How a Controls Engineer Does Christmas Lights

Written By: Tim Maynard

So there I was three Christmases ago opening a present from my mother-in-law, and to my surprise, she bought me a Mr. Christmas’s, “The Lights and Sounds of Christmas.” I’ve always put up a lot of lights for Christmas, so the gift made sense. Basically, it’s a box that syncs music to Christmas lights.

That first year I synced some of my Christmas lights to music but found the Mr. Christmas box to be a bit limited since there were only six outputs. So, as a typical controls engineer, I knew I could do this better! Why not treat it as a machine.

So the next year, I took a GE 90-30 programmable logic controller (PLC) that I had lying around and put in a box, wired Mr. Christmas to its inputs, and wrote a small program that took those six outputs and made it 36 outputs. I also put an Ethernet card in it, so I could program from the comfort of my garage!


The original Mr. Christmas setup.

Programmable Controller Version 1

This was my first pass at improving my Mr. Christmas setup and included a GE 90-30 programmable logic controller (PLC).

The additional outputs worked pretty well, but it was still too limited. It lacked enough outputs, was too cramped to wire, and generally just didn’t cut it.

This year, I decided to do it right, and I had accumulated some additional parts that would allow me to do just that. I had a 25 foot, 37-conductor, 16-gauge cable and a 50 foot, 25-conductor, 16-gauge cable as well as a large enclosure that allowed me enough room to easily put Mr. Christmas inside. This was important because when it got cold, the timing circuits in Mr. Christmas would speed up and make for some interesting light displays at warp speed.

I also purchased a larger rack and faster PLC from eBay (faster and bigger is always better right?). Since the new enclosure was custom, I had to improvise for the back panel, so I used oriented strand board (OSB), which is similar to plywood.

I labeled all the wires, which was very helpful for field wiring, and then I used three lights and a thermostat to keep the enclosure to 40 degrees.  I also used interposing relays (these devices amplify the capacity of the I/O module to allow a larger current flow) to power the inflatables, since the outputs couldn’t handle the inrush from the blower motors.

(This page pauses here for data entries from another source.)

//! Synthetic sine-tone source, paced like a real input

use std::f32::consts::TAU;
use std::thread;
use std::time::{Duration, Instant};

use crate::audio::AudioBlock;
use crate::capture::{CaptureHandle, CaptureSource};
use crate::config::AudioConfig;
use crate::error::CaptureError;

pub struct ToneSource {
    frequency: f32,
    amplitude: f32,
    sample_rate: u32,
    channels: u16,
    chunk_frames: usize,
    realtime: bool,
}

impl ToneSource {
    pub fn new(config: &AudioConfig) -> Self {
        Self {
            frequency: config.tone_frequency,
            amplitude: 0.25,
            sample_rate: config.sample_rate,
            channels: config.channels,
            chunk_frames: config.chunk_frames,
            realtime: true,
        }
    }

    /// Produce chunks as fast as they are read instead of in real time
    pub fn unpaced(mut self) -> Self {
        self.realtime = false;
        self
    }
}

impl CaptureSource for ToneSource {
    type Sample = AudioBlock;
    type Handle = ToneHandle;

    fn describe(&self) -> String {
        format!("{} Hz test tone", self.frequency)
    }

    fn open(&mut self) -> Result<ToneHandle, CaptureError> {
        if self.sample_rate == 0 || self.channels == 0 {
            return Err(CaptureError::device_init(
                self.describe(),
                "sample rate and channel count must be non-zero",
            ));
        }
        Ok(ToneHandle {
            phase: 0.0,
            step: TAU * self.frequency / self.sample_rate as f32,
            amplitude: self.amplitude,
            sample_rate: self.sample_rate,
            channels: self.channels,
            chunk_frames: self.chunk_frames,
            chunk_duration: Duration::from_secs_f64(
                self.chunk_frames as f64 / self.sample_rate as f64,
            ),
            next_deadline: self.realtime.then(Instant::now),
        })
    }
}

pub struct ToneHandle {
    phase: f32,
    step: f32,
    amplitude: f32,
    sample_rate: u32,
    channels: u16,
    chunk_frames: usize,
    chunk_duration: Duration,
    next_deadline: Option<Instant>,
}

impl CaptureHandle for ToneHandle {
    type Sample = AudioBlock;

    fn read(&mut self) -> Result<AudioBlock, CaptureError> {
        if let Some(deadline) = self.next_deadline.as_mut() {
            *deadline += self.chunk_duration;
            let now = Instant::now();
            if *deadline > now {
                thread::sleep(*deadline - now);
            }
        }

        let mut samples = Vec::with_capacity(self.chunk_frames * self.channels as usize);
        for _ in 0..self.chunk_frames {
            let value = self.phase.sin() * self.amplitude;
            for _ in 0..self.channels {
                samples.push(value);
            }
            self.phase = (self.phase + self.step) % TAU;
        }

        Ok(AudioBlock::new(samples, self.channels, self.sample_rate))
    }
}
//! Capture workers
//!
//! A [`CaptureWorker`] owns one hardware source. It runs on a dedicated
//! thread, pulling raw samples, encoding them and pushing the result into
//! its [`BoundedChannel`] until shutdown or a fatal device error.

use crossbeam_channel::{bounded, Receiver, RecvTimeoutError};
use serde::Serialize;
use std::sync::atomic::{AtomicU64, AtomicU8, Ordering};
use std::sync::Arc;
use std::thread::{self, JoinHandle};
use std::time::Duration;

use crate::buffer::SharedChannel;
use crate::codec::Encoder;
use crate::error::CaptureError;
use crate::media::{MediaItem, MediaKind};
use crate::shutdown::{ShutdownReason, ShutdownSignal};

/// Something that can be opened to produce a capture handle
///
/// Opening happens on the worker thread, so the handle itself does not need
/// to be `Send` (cpal streams and camera handles often are not).
pub trait CaptureSource: Send + 'static {
    type Sample;
    type Handle: CaptureHandle<Sample = Self::Sample>;

    /// Human-readable device description for logs
    fn describe(&self) -> String;

    fn open(&mut self) -> Result<Self::Handle, CaptureError>;
}

/// An opened hardware handle
pub trait CaptureHandle {
    type Sample;

    /// Read one raw sample. May block for up to the device's read timeout.
    fn read(&mut self) -> Result<Self::Sample, CaptureError>;

    /// Release the device. Called exactly once, on every exit path.
    fn close(&mut self) {}
}

/// Closes the wrapped handle when dropped
struct HandleGuard<H: CaptureHandle>(H);

impl<H: CaptureHandle> Drop for HandleGuard<H> {
    fn drop(&mut self) {
        self.0.close();
    }
}

/// Worker lifecycle
#[derive(Debug, Clone, Copy, PartialEq, Eq, Serialize)]
#[serde(rename_all = "lowercase")]
#[repr(u8)]
pub enum WorkerState {
    Init = 0,
    Running = 1,
    Stopping = 2,
    Stopped = 3,
}

impl WorkerState {
    fn from_u8(value: u8) -> Self {
        match value {
            0 => WorkerState::Init,
            1 => WorkerState::Running,
            2 => WorkerState::Stopping,
            _ => WorkerState::Stopped,
        }
    }
}

#[derive(Debug, Default)]
struct Counters {
    state: AtomicU8,
    pushed: AtomicU64,
    transient_errors: AtomicU64,
    encode_errors: AtomicU64,
}

/// Lock-free view of a worker, shared with the HTTP layer
#[derive(Debug, Clone, Default)]
pub struct WorkerStatus {
    counters: Arc<Counters>,
}

impl WorkerStatus {
    pub fn state(&self) -> WorkerState {
        WorkerState::from_u8(self.counters.state.load(Ordering::Acquire))
    }

    fn set_state(&self, state: WorkerState) {
        self.counters.state.store(state as u8, Ordering::Release);
    }

    pub fn is_running(&self) -> bool {
        self.state() == WorkerState::Running
    }

    pub fn report(&self) -> CaptureReport {
        CaptureReport {
            pushed: self.counters.pushed.load(Ordering::Relaxed),
            transient_errors: self.counters.transient_errors.load(Ordering::Relaxed),
            encode_errors: self.counters.encode_errors.load(Ordering::Relaxed),
        }
    }
}

/// Counters for one worker run
#[derive(Debug, Clone, Default, PartialEq, Eq, Serialize)]
pub struct CaptureReport {
    /// Items pushed into the channel
    pub pushed: u64,
    /// Reads that failed but were retried
    pub transient_errors: u64,
    /// Samples dropped because encoding failed
    pub encode_errors: u64,
}

/// Read → encode → push loop for one source
pub struct CaptureWorker<S, E> {
    kind: MediaKind,
    source: S,
    encoder: E,
    channel: SharedChannel<MediaItem>,
    shutdown: ShutdownSignal,
    status: WorkerStatus,
    retry_delay: Duration,
    max_consecutive_failures: u32,
}

impl<S, E> CaptureWorker<S, E>
where
    S: CaptureSource,
    E: Encoder<Input = S::Sample>,
{
    pub fn new(
        kind: MediaKind,
        source: S,
        encoder: E,
        channel: SharedChannel<MediaItem>,
        shutdown: ShutdownSignal,
    ) -> Self {
        Self {
            kind,
            source,
            encoder,
            channel,
            shutdown,
            status: WorkerStatus::default(),
            retry_delay: Duration::ZERO,
            max_consecutive_failures: 0,
        }
    }

    /// Pause after a transient read error before reading again
    pub fn with_retry_delay(mut self, delay: Duration) -> Self {
        self.retry_delay = delay;
        self
    }

    /// Treat this many transient failures in a row as an unrecoverable
    /// error. `0` retries forever.
    pub fn with_max_consecutive_failures(mut self, limit: u32) -> Self {
        self.max_consecutive_failures = limit;
        self
    }

    pub fn status(&self) -> WorkerStatus {
        self.status.clone()
    }

    /// Run the worker on the current thread until it stops.
    pub fn run(&mut self) -> Result<CaptureReport, CaptureError> {
        self.status.set_state(WorkerState::Init);
        let device = self.source.describe();
        tracing::info!(kind = %self.kind, %device, "Opening capture device");

        let handle = match self.source.open() {
            Ok(handle) => handle,
            Err(e) => {
                tracing::error!(kind = %self.kind, %device, "Failed to initialize capture: {}", e);
                self.shutdown
                    .trigger(ShutdownReason::CaptureFailed(format!("{}: {}", self.kind, e)));
                self.status.set_state(WorkerState::Stopped);
                return Err(e);
            }
        };

        let mut handle = HandleGuard(handle);
        self.status.set_state(WorkerState::Running);
        tracing::info!(kind = %self.kind, %device, "Capture started");

        let result = self.capture_loop(&mut handle.0);

        self.status.set_state(WorkerState::Stopping);
        tracing::info!(kind = %self.kind, "Stopping capture...");
        drop(handle);
        self.status.set_state(WorkerState::Stopped);

        result.map(|()| self.status.report())
    }

    fn capture_loop(&mut self, handle: &mut S::Handle) -> Result<(), CaptureError> {
        let counters = &self.status.counters;
        let mut sequence: u64 = 0;
        let mut consecutive_failures: u32 = 0;

        while !self.shutdown.is_triggered() {
            let sample = match handle.read() {
                Ok(sample) => {
                    consecutive_failures = 0;
                    sample
                }
                Err(e) if !e.is_fatal() => {
                    counters.transient_errors.fetch_add(1, Ordering::Relaxed);
                    consecutive_failures += 1;

                    if self.max_consecutive_failures > 0
                        && consecutive_failures >= self.max_consecutive_failures
                    {
                        let fatal = CaptureError::UnrecoverableRead(format!(
                            "{} consecutive read failures, last: {}",
                            consecutive_failures, e
                        ));
                        return Err(self.escalate(fatal));
                    }

                    tracing::warn!(kind = %self.kind, "{}", e);
                    if !self.retry_delay.is_zero() {
                        thread::sleep(self.retry_delay);
                    }
                    continue;
                }
                Err(e) => return Err(self.escalate(e)),
            };

            // The read may have blocked across a shutdown request
            if self.shutdown.is_triggered() {
                break;
            }

            let payload = match self.encoder.encode(&sample) {
                Ok(payload) => payload,
                Err(e) => {
                    counters.encode_errors.fetch_add(1, Ordering::Relaxed);
                    tracing::warn!(kind = %self.kind, "Dropping sample: {}", e);
                    continue;
                }
            };

            self.channel
                .push(MediaItem::new(self.kind, sequence, payload));
            sequence += 1;
            counters.pushed.fetch_add(1, Ordering::Relaxed);
        }

        Ok(())
    }

    fn escalate(&self, error: CaptureError) -> CaptureError {
        tracing::error!(kind = %self.kind, "Capture failed: {}", error);
        self.shutdown
            .trigger(ShutdownReason::CaptureFailed(format!("{}: {}", self.kind, error)));
        error
    }

    /// Run the worker on its own named thread
    pub fn spawn(mut self) -> std::io::Result<WorkerHandle> {
        let (done_tx, done_rx) = bounded(1);
        let status = self.status.clone();
        let kind = self.kind;

        let thread = thread::Builder::new()
            .name(format!("capture-{}", kind))
            .spawn(move || {
                let result = self.run();
                let _ = done_tx.send(result);
            })?;

        Ok(WorkerHandle {
            kind,
            status,
            done_rx,
            thread: Some(thread),
            outcome: None,
        })
    }
}

/// Supervises a spawned worker thread
pub struct WorkerHandle {
    kind: MediaKind,
    status: WorkerStatus,
    done_rx: Receiver<Result<CaptureReport, CaptureError>>,
    thread: Option<JoinHandle<()>>,
    outcome: Option<Result<CaptureReport, CaptureError>>,
}

impl WorkerHandle {
    pub fn kind(&self) -> MediaKind {
        self.kind
    }

    pub fn status(&self) -> &WorkerStatus {
        &self.status
    }

    /// Wait up to `timeout` for the worker to finish.
    ///
    /// Returns `None` if it is still running; the thread is left detached
    /// in that case and may be joined again later.
    pub fn join_timeout(
        &mut self,
        timeout: Duration,
    ) -> Option<Result<CaptureReport, CaptureError>> {
        if self.outcome.is_none() {
            match self.done_rx.recv_timeout(timeout) {
                Ok(result) => self.outcome = Some(result),
                Err(RecvTimeoutError::Timeout) => return None,
                Err(RecvTimeoutError::Disconnected) => {
                    // The thread died without reporting
                    self.outcome = Some(Err(CaptureError::UnrecoverableRead(format!(
                        "{} capture thread panicked",
                        self.kind
                    ))));
                }
            }
        }

        if let Some(thread) = self.thread.take() {
            let _ = thread.join();
        }
        self.outcome.clone()
    }
}

#[cfg(test)]
pub(crate) mod test_support {
    //! Scripted capture sources for tests

    use super::*;
    use bytes::Bytes;
    use parking_lot::Mutex;
    use std::collections::VecDeque;
    use std::sync::atomic::AtomicBool;

    use crate::error::CodecError;

    pub type Step = Result<u32, CaptureError>;

    /// Plays back a fixed script, then repeats `tail` forever
    pub struct ScriptedSource {
        pub open_error: Option<CaptureError>,
        pub script: Arc<Mutex<VecDeque<Step>>>,
        pub tail: Option<u32>,
        pub read_delay: Duration,
        pub closed: Arc<AtomicBool>,
    }

    impl ScriptedSource {
        pub fn new(script: Vec<Step>) -> Self {
            Self {
                open_error: None,
                script: Arc::new(Mutex::new(script.into())),
                tail: None,
                read_delay: Duration::ZERO,
                closed: Arc::new(AtomicBool::new(false)),
            }
        }
    }

    pub struct ScriptedHandle {
        script: Arc<Mutex<VecDeque<Step>>>,
        tail: Option<u32>,
        read_delay: Duration,
        closed: Arc<AtomicBool>,
    }

    impl CaptureSource for ScriptedSource {
        type Sample = u32;
        type Handle = ScriptedHandle;

        fn describe(&self) -> String {
            "scripted".to_string()
        }

        fn open(&mut self) -> Result<ScriptedHandle, CaptureError> {
            if let Some(e) = self.open_error.take() {
                return Err(e);
            }
            Ok(ScriptedHandle {
                script: self.script.clone(),
                tail: self.tail,
                read_delay: self.read_delay,
                closed: self.closed.clone(),
            })
        }
    }

    impl CaptureHandle for ScriptedHandle {
        type Sample = u32;

        fn read(&mut self) -> Result<u32, CaptureError> {
            if !self.read_delay.is_zero() {
                thread::sleep(self.read_delay);
            }
            match self.script.lock().pop_front() {
                Some(step) => step,
                None => self
                    .tail
                    .ok_or_else(|| CaptureError::UnrecoverableRead("script exhausted".into())),
            }
        }

        fn close(&mut self) {
            self.closed.store(true, Ordering::SeqCst);
        }
    }

    /// Encodes a number as its big-endian bytes; rejects `reject`
    pub struct NumberEncoder {
        pub reject: Option<u32>,
    }

    impl Encoder for NumberEncoder {
        type Input = u32;

        fn encode(&mut self, input: &u32) -> Result<Bytes, CodecError> {
            if Some(*input) == self.reject {
                return Err(CodecError::EncodingFailed(format!("cannot encode {}", input)));
            }
            Ok(Bytes::copy_from_slice(&input.to_be_bytes()))
        }
    }

    pub fn decode(item: &MediaItem) -> u32 {
        let mut raw = [0u8; 4];
        raw.copy_from_slice(item.payload());
        u32::from_be_bytes(raw)
    }
}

I then added a wireless access point, so I could program everything from my laptop, and I programmed a clock to turn the lights on and off at desired times of the day to help save on my electric bill.  The multi-conductor cables I used reduced the amount of extension cords I needed to power the setup, which was also very helpful and made the display less cluttered.

Programmable Logic Controller (PLC) Version 2

This year's version of Mr. Christmas worked even better with a faster PLC and an outside enclosure to control temperature.

This year, the display was great, and everything worked very well. The only thing I wish I’d done differently was add more lights. To add more next year, I’ll also need more outputs. That means I’ll need spare output slots, so I think I’ll need a Modbus network for remote input/output (if my wife will let me). This is one case where I don’t mind scope creep, but we’ll see what the accountant (my wife) has to say. :)

Additional Pictures:


Fusing and Relays


New Input and Output (I/O) Terminations


Lights for Heating and Thermostat Control


New Programmable Logic Controller (PLC) Rack

Tim is a senior controls engineer at Bastian Solutions. He is a graduate of Purdue University and a former US Marine.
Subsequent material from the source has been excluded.